I’ve heard a few Eric Cheneaux albums and every one has been different – he’s earnt a lot of respect here. A very skilled guitarist but one who loves experimenting, he makes his way between the raindrops of genres, never getting wet. He journeys from small arts venue to the next with his guitar and effects. This album may be his most accessible and deserves a home in your heart.

This is a set of songs, though the playing is as, if not more, important than the singing. The songs are gentle and thoughtful, jazzy in feel, written with Ryan Driver, who adds subtle touches of Wurlitzer. Chenaux’s voice, high, sweet, and slightly warbly, reminds me of Robert Wyatt, as does the jazzy accompaniment. This is not pure guitar, this is guitar plus multiple effects and overdubs, added to Eric’s electronics and gentle drums. He can make a sound almost like a horn, he can make wasp sounds, he can make the guitar a thick pencil, punctuating the expected beats and stepping heavy where not expected. Sounds can be synthesized, sweetly acoustic or buzzy. He delights in playing the note least expected at the time least expected and makes a lovely, slightly dissociated and disorientating album. Yet somehow it is beautifully relaxing and fantastically real in effect. It sounds like a man playing in your front room. He bends notes, adds warbles, vibrato on slack strings stretched wide on the fretboard.

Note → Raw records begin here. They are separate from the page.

use clap::Parser;
use std::net::{IpAddr, SocketAddr};
use std::path::PathBuf;
use std::process::ExitCode;
use std::time::Duration;

use dnsgate::cache::CacheConfig;
use dnsgate::filter::FilterMode;
use dnsgate::proxy::{self, ProxyConfig};
use tokio_util::sync::CancellationToken;
use tracing::{error, info};
use tracing_subscriber::EnvFilter;

#[derive(Parser)]
#[command(name = "dnsgate")]
#[command(about = "Caching, filtering DNS resolver", long_about = None)]
struct Args {
    /// Bind address
    #[arg(short = 'a', long, default_value = "0.0.0.0")]
    bind: IpAddr,

    /// Local port to listen on
    #[arg(short, long, default_value_t = 53)]
    port: u16,

    /// Upstream DNS servers, comma separated (port 53 unless given)
    #[arg(short = 'd', long, default_value = "1.1.1.1")]
    upstream: String,

    /// Path to a `||domain^` filter list
    #[arg(short = 'f', long)]
    filter_file: Option<PathBuf>,

    /// Reply sent for blocked domains
    #[arg(short = 'm', long, value_enum, default_value_t = FilterMode::Nxdomain)]
    filter_mode: FilterMode,

    /// Maximum number of cached responses
    #[arg(long, default_value_t = 1024)]
    cache_size: usize,

    /// Upstream timeout in milliseconds
    #[arg(long, default_value_t = 5000)]
    timeout_ms: u64,

    /// Enable verbose logging (per-query outcomes and timing)
    #[arg(short, long)]
    verbose: bool,
}

fn init_tracing(verbose: bool) {
    let level = if verbose { "debug" } else { "info" };
    let filter = EnvFilter::try_from_default_env().unwrap_or_else(|_| EnvFilter::new(level));
    tracing_subscriber::fmt()
        .with_env_filter(filter)
        .with_target(false)
        .init();
}

fn main() -> ExitCode {
    let args = Args::parse();
    init_tracing(args.verbose);

    let config = ProxyConfig {
        bind_addr: SocketAddr::new(args.bind, args.port),
        upstreams: args.upstream,
        filter_mode: args.filter_mode,
        filter_file: args.filter_file,
        upstream_timeout: Duration::from_millis(args.timeout_ms),
        cache: CacheConfig {
            max_size: args.cache_size,
            ..CacheConfig::default()
        },
        ..ProxyConfig::default()
    };

    let rt = match tokio::runtime::Builder::new_multi_thread()
        .enable_all()
        .build()
    {
        Ok(rt) => rt,
        Err(e) => {
            error!(error = %e, "failed to start runtime");
            return ExitCode::FAILURE;
        }
    };

    let shutdown = CancellationToken::new();
    let signal_token = shutdown.clone();
    rt.spawn(async move {
        match tokio::signal::ctrl_c().await {
            Ok(()) => {
                info!("received interrupt, shutting down");
                signal_token.cancel();
            }
            Err(e) => error!(error = %e, "failed to listen for interrupt"),
        }
    });

    match rt.block_on(proxy::run(config, shutdown)) {
        Ok(()) => ExitCode::SUCCESS,
        Err(e) => {
            error!(error = %e, "server failed, is the port free and are you allowed to bind it?");
            ExitCode::FAILURE
        }
    }
}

I hear the spirit of The Incredible String Band in this semi-folk, semi-West Coast balladeering gone weird. I hear the odder moments of John Martyn. I hear something that sounds extemporised but may not be. I hear love songs dragged off course by heavily strange guitar. It is mellow but it’s clever and new, tasteful yet experimental in all flavours. It is almost as if he is allowing his fingers to improvise independent of his rational mind, to surprise himself and engage his senses in responding.

Although thoughtful and considered, this album is playful and inventive; a wobbly set of steps around a light and airy space. Rather lovely and very special.